The unforgivable reasons for the outage:
1. Cloud strike used software to read configuration files that would crash for configuration files that it didn’t like. That is absolutely unacceptable, and probably was the case long in the past and still today. Performing this operation at boot time made it obviously worse, but even without that it would have been an unforgivable problem.
2. A crash at boot time is a permanent problem, not fixed by rebooting once or twice, but requiring costly manual intervention by a well-trained and trusted employee, which is why fixing it took so long and was so costly.
1. Would have been prevented by better development practices.
2. Would have been prevented by making ever update save the previous state, and allowing the blue screen of death to reboot with a known working configuration.

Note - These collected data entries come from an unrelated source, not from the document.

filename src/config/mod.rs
//! Persistent presentation preferences and transient-effect timings.
//!
//! Owns the [`FormConfig`] data structure plus disk persistence helpers.

pub mod error;
pub mod manager;
pub mod model;

pub use error::ConfigError;
pub use manager::ConfigManager;
pub use model::FormConfig;
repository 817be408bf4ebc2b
use std::io;

use thiserror::Error;

#[derive(Debug, Error)]
pub enum ConfigError {
    #[error("I/O error: {0}")]
    Io(#[from] io::Error),

    #[error("Serialization error: {0}")]
    Serde(String),
}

So the downtime should have been: 1. Computers being rebooted end up on a blue screen of death. 2. IT gets a few, then many calls. 3. IT figures out that some button needs to be pressed to reboot successfully. 4. IT tells the first user with a working brain and waits for a successful reboot. 5. From then on IT tells callers “press button X on the BSOD and tell all your colleagues”. 6. IT walks around and does that for all users that were too afraid to press a button they didn’t know. So maybe an hour until many computers are back up, and three hours for everyone. Except people on holiday at the time, or people panicking and cutting their power cables, or department heads sending everyone home.